Is Krugman also wrong on this:
http://krugman.blogs.nytimes.com/2012/08/22/the-census-zombie-eats-another-brain/
8/22/2012 4:50 pm
RT
You ask if Krugman has been right on his criticism of Ferguson re census hires. Depends on how you read the employment numbers. In fact, even according to The Fed, the stimulus had only a short term effect on the employment numbers.
Not only was it short term, but it was very costly. The Fed estimated that by March 2011, three million workers were added at a cost of close to 700 billion. So much of the stimulus was wasted money. The President that I voted for projected a certain unemployment rate if only the stimulus were passed. Has he been right Richard?
You asked if Krugman was right on a certain minor topic. I would ask you if he has been forthright on a much more important topic. He has said “if “people in the markets truly believed Ferguson’s analysis, the U.S. government would never be able to issue ten-year bonds with a yield of well under two per cent.” Forthright or not?
If you want to see how this plays out and see how wrong Krugman is going to be on many of his pronouncements, and how badly The Fed is continuing to botch the long term financial health of our country, I would suggest that you read the preface and preamble to Reinhart and Rogoff’s This Time Is Different. What we’re going through now (and what will likely happen) is covered brilliantly in those two sections of their book.
A little bit down the road, perhaps this year, perhaps next or the year after, our Fed manipulated market is all going to come tumbling down with consequences that will make 2008 and early 2009 look like paradise.
I wish I could vote again for the man I voted for in 2008. I would like nothing better than to do so. He is an incredibly decent man (I have that on very good authority). However, I really believe The President has not done a good job in solving the major issue facing the country… people want jobs and a growing economy. We don’t have it. Wall Street has it, but Main Street does not.
Of course, there is no way I could ever vote for Governor Romney.
That’s probably why I’m going to vote for Gary Johnson, former governor of New Mexico, the Libertarian Party candidate. I don’t agree with everything he has to say, but agree with him on many more things than any of the other candidates, including the social issues, where he is left of center. If all of my grandparents, over and over again, could vote for Norman Thomas, a Socialist, I can certainly follow in their footsteps in voting for a third party candidate.
8/22/2012 5:36 pm
Good questions, Sam, which I of course can’t really answer for you.

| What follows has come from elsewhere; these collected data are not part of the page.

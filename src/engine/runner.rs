// src/engine/runner.rs

//! Runs the jobs of a config, either as a dependency-ordered bounded walk or
//! straight through the worker pool.

use std::collections::{BTreeSet, HashMap};
use std::sync::atomic::{AtomicUsize, Ordering};
use std::sync::Arc;

use tokio_util::sync::CancellationToken;
use tracing::{debug, info, warn};

use crate::config::{ConfigFile, ConfigSection};
use crate::dag::{Dag, Vertex};
use crate::engine::bounded_walk::walk_bounded;
use crate::engine::first_error::ErrorCollector;
use crate::errors::{Result, TaskdagError};
use crate::exec::{JobExecutor, JobSpec};
use crate::pool::{JobId, PoolConfig, WorkerPool};

/// Which jobs of a config to run.
///
/// With no names and no group every job is selected. Otherwise a job is
/// selected if it is named in `jobs` or belongs to `group`.
#[derive(Debug, Clone, Default, PartialEq, Eq)]
pub struct Selection {
    pub jobs: Vec<String>,
    pub group: Option<String>,
}

impl Selection {
    pub fn all() -> Self {
        Self::default()
    }

    pub fn is_all(&self) -> bool {
        self.jobs.is_empty() && self.group.is_none()
    }
}

/// How to run the selected jobs.
#[derive(Debug, Clone, Copy, PartialEq, Eq)]
pub struct RunOptions {
    pub max_workers: usize,
    pub fail_fast: bool,
    /// Run every selected job at once (bounded by `max_workers`), ignoring
    /// `after` dependencies.
    pub ignore_deps: bool,
}

impl RunOptions {
    pub fn from_config(section: &ConfigSection) -> Self {
        Self {
            max_workers: section.max_workers.unwrap_or_else(default_max_workers),
            fail_fast: section.fail_fast,
            ignore_deps: false,
        }
    }
}

/// Number of CPUs, or one if that cannot be determined.
pub fn default_max_workers() -> usize {
    std::thread::available_parallelism()
        .map(|n| n.get())
        .unwrap_or(1)
}

/// Outcome of [`run_jobs`].
#[derive(Debug, Clone, Default, PartialEq, Eq)]
pub struct RunReport {
    pub total: usize,
    pub succeeded: usize,
    pub failed: usize,
    /// Jobs never started, because of fail-fast, cancellation or a failed
    /// dependency.
    pub not_run: usize,
    /// `(job, message)` of the first failure.
    pub first_error: Option<(String, String)>,
    /// The run's token was cancelled (e.g. Ctrl-C).
    pub cancelled: bool,
}

impl RunReport {
    pub fn is_success(&self) -> bool {
        self.first_error.is_none() && !self.cancelled && self.succeeded == self.total
    }

    /// Turn a report with failures into the first error.
    pub fn into_result(self) -> Result<RunReport> {
        if let Some((job, message)) = self.first_error.clone() {
            return Err(TaskdagError::JobFailed { job, message });
        }
        if self.cancelled && self.succeeded < self.total {
            return Err(TaskdagError::Cancelled);
        }
        Ok(self)
    }
}

/// Build the job graph for the selected jobs.
///
/// Edges run from a dependency to its dependent. Dependencies on jobs that
/// are not selected are dropped.
pub fn build_job_dag(cfg: &ConfigFile, selection: &Selection) -> Result<Dag<JobSpec>> {
    for name in &selection.jobs {
        if !cfg.job.contains_key(name) {
            return Err(TaskdagError::JobNotFound(name.clone()));
        }
    }

    let selected: BTreeSet<&str> = cfg
        .job
        .iter()
        .filter(|(name, job)| {
            selection.is_all()
                || selection.jobs.iter().any(|j| j == *name)
                || selection.group.as_deref().is_some_and(|g| job.in_group(g))
        })
        .map(|(name, _)| name.as_str())
        .collect();

    if selected.is_empty() {
        return Err(TaskdagError::ConfigError(match &selection.group {
            Some(group) => format!("no jobs in group '{group}'"),
            None => "no jobs selected".to_string(),
        }));
    }

    let dag = Dag::new();
    for name in &selected {
        dag.add_vertex(*name, JobSpec::from_config(name, &cfg.job[*name], cfg))?;
    }
    for name in &selected {
        for dep in &cfg.job[*name].after {
            if selected.contains(dep.as_str()) {
                dag.add_edge(dep, name)?;
            } else {
                debug!(job = %name, dependency = %dep, "dependency not selected; dropping edge");
            }
        }
    }

    info!(jobs = dag.len(), edges = dag.edge_count(), "job graph built");
    Ok(dag)
}

/// Run every job of `dag` with `executor`.
///
/// In ordered mode a job starts only after all its dependencies finished;
/// a failed job still counts as finished for ordering. With fail-fast, the
/// first failure stops further jobs from starting while running ones are
/// left to finish. Cancelling `cancel` stops new jobs and is passed to the
/// running ones.
pub async fn run_jobs(
    dag: &Dag<JobSpec>,
    executor: Arc<dyn JobExecutor>,
    options: RunOptions,
    cancel: CancellationToken,
) -> RunReport {
    info!(
        jobs = dag.len(),
        max_workers = options.max_workers,
        fail_fast = options.fail_fast,
        ignore_deps = options.ignore_deps,
        "starting run"
    );

    let report = if options.ignore_deps {
        run_unordered(dag, executor, options, cancel).await
    } else {
        run_ordered(dag, executor, options, cancel).await
    };

    if report.is_success() {
        info!(succeeded = report.succeeded, "all jobs succeeded");
    } else {
        warn!(
            succeeded = report.succeeded,
            failed = report.failed,
            not_run = report.not_run,
            cancelled = report.cancelled,
            "run finished with problems"
        );
    }
    report
}

async fn run_ordered(
    dag: &Dag<JobSpec>,
    executor: Arc<dyn JobExecutor>,
    options: RunOptions,
    cancel: CancellationToken,
) -> RunReport {
    // Fail-fast only stops dispatch; running jobs keep the outer token.
    let walk_token = cancel.child_token();
    let errors = Arc::new(ErrorCollector::new());
    let succeeded = Arc::new(AtomicUsize::new(0));

    let visit = {
        let errors = Arc::clone(&errors);
        let succeeded = Arc::clone(&succeeded);
        let job_token = cancel.clone();
        let walk_token = walk_token.clone();
        let fail_fast = options.fail_fast;

        move |vertex: Vertex<JobSpec>, _: CancellationToken| {
            let executor = Arc::clone(&executor);
            let errors = Arc::clone(&errors);
            let succeeded = Arc::clone(&succeeded);
            let job_token = job_token.clone();
            let walk_token = walk_token.clone();

            async move {
                let job = vertex.value;
                match executor.run(&job, job_token).await {
                    Ok(()) => {
                        succeeded.fetch_add(1, Ordering::Relaxed);
                    }
                    Err(err) => {
                        if errors.record(&job.name, &err) && fail_fast {
                            info!(job = %job.name, "fail-fast: no further jobs will be started");
                            walk_token.cancel();
                        }
                    }
                }
            }
        }
    };

    let summary = walk_bounded(walk_token, dag, options.max_workers, visit).await;

    let succeeded = succeeded.load(Ordering::Relaxed);
    let failed = errors.count();
    RunReport {
        total: summary.total,
        succeeded,
        failed,
        not_run: summary.total.saturating_sub(succeeded + failed),
        first_error: errors.first(),
        cancelled: cancel.is_cancelled(),
    }
}

async fn run_unordered(
    dag: &Dag<JobSpec>,
    executor: Arc<dyn JobExecutor>,
    options: RunOptions,
    cancel: CancellationToken,
) -> RunReport {
    let (mut pool, results) = WorkerPool::<()>::new(
        PoolConfig::new(options.max_workers, options.fail_fast),
        cancel.clone(),
    );
    let drained = tokio::spawn(results.drain());

    let mut names: HashMap<JobId, String> = HashMap::new();
    for id in dag.vertex_ids() {
        let Some(job) = dag.vertex(id.as_str()) else {
            continue;
        };
        let executor = Arc::clone(&executor);
        let job_token = cancel.clone();
        let name = job.name.clone();

        match pool
            .submit(move || async move { executor.run(&job, job_token).await })
            .await
        {
            Ok(job_id) => {
                names.insert(job_id, name);
            }
            Err(err) => warn!(job = %name, error = %err, "could not submit job"),
        }
    }

    pool.close().await;

    let report = match drained.await {
        Ok(report) => report,
        Err(err) => {
            warn!(error = %err, "result collector ended abnormally");
            Default::default()
        }
    };

    let first_error = report.first_error.as_ref().map(|(id, err)| {
        let job = names.get(id).cloned().unwrap_or_else(|| id.to_string());
        (job, err.to_string())
    });

    RunReport {
        total: dag.len(),
        succeeded: report.succeeded,
        failed: report.failed,
        not_run: report.skipped,
        first_error,
        cancelled: cancel.is_cancelled(),
    }
}

#[cfg(test)]
mod tests {
    use super::*;
    use crate::config::{JobConfig, RawConfigFile};

    fn config() -> ConfigFile {
        let mut raw = RawConfigFile::default();
        let mut add = |name: &str, groups: &[&str], after: &[&str]| {
            raw.job.insert(
                name.to_string(),
                JobConfig {
                    cmd: format!("echo {name}"),
                    dir: None,
                    groups: groups.iter().map(|s| s.to_string()).collect(),
                    after: after.iter().map(|s| s.to_string()).collect(),
                },
            );
        };
        add("fetch", &["net"], &[]);
        add("build", &[], &["fetch"]);
        add("test", &["ci"], &["build"]);
        ConfigFile::try_from(raw).unwrap()
    }

    #[test]
    fn selecting_all_keeps_every_edge() {
        let dag = build_job_dag(&config(), &Selection::all()).unwrap();
        assert_eq!(dag.len(), 3);
        assert_eq!(dag.edge_count(), 2);
    }

    #[test]
    fn edges_to_unselected_jobs_are_dropped() {
        let selection = Selection {
            jobs: vec!["build".into()],
            group: Some("ci".into()),
        };
        let dag = build_job_dag(&config(), &selection).unwrap();

        assert_eq!(dag.vertex_ids().len(), 2);
        assert!(!dag.contains("fetch"));
        assert_eq!(dag.edge_count(), 1);
    }

    #[test]
    fn unknown_job_name_is_an_error() {
        let selection = Selection {
            jobs: vec!["deploy".into()],
            group: None,
        };
        let err = build_job_dag(&config(), &selection).unwrap_err();
        assert!(matches!(err, TaskdagError::JobNotFound(name) if name == "deploy"));
    }

    #[test]
    fn empty_group_is_an_error() {
        let selection = Selection {
            jobs: Vec::new(),
            group: Some("nobody".into()),
        };
        assert!(build_job_dag(&config(), &selection).is_err());
    }

    #[test]
    fn report_surfaces_first_error() {
        let report = RunReport {
            total: 2,
            succeeded: 1,
            failed: 1,
            first_error: Some(("b".into(), "boom".into())),
            ..Default::default()
        };
        match report.into_result() {
            Err(TaskdagError::JobFailed { job, message }) => {
                assert_eq!(job, "b");
                assert_eq!(message, "boom");
            }
            other => panic!("expected JobFailed, got {other:?}"),
        }
    }
}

My question had more to do with your parsing that minute or so. I’ve satisfied myself (from looking around here ad there) that the spike in public jobs in early- to mid-2010 was due to temp census hirings not stimulus
I’ve been meaning to look at Reinhart and Rogoff, so will do so.
So, money market? Gold?
I partly agree on Obama, but will vote for him, and have even started giving some money again.
If Isaac hits the Tampa Convention will anti-Mormon fundamentalists make the obvious connection?
8/22/2012 6:01 pm
And will Republicans finally accept that climate change is real? (Answer: Probably not.)
8/23/2012 5:52 am
Sam, it looks to me like answering your arguments will be incredibly easy. They are very very thin. But first let me ask what it is about Krugman’s quoted statement that you consider un-forthright.
I won’t probably try to refute your predictions, since they haven’t been proven wrong yet. But it’s worth noting that they are the same sorts of predictions (probably centering on inflation) that Ferguson himself and many others have been churning out every few months since 2009. They have been wrong every time so far, while Krugman has been exactly right. Moreover, the prices that should augur the dangers they foresee refuse to budge. So my answer about the coming loose-money disaster is: Pfffffff.
More answers to come on the substance of past and present events and arguments.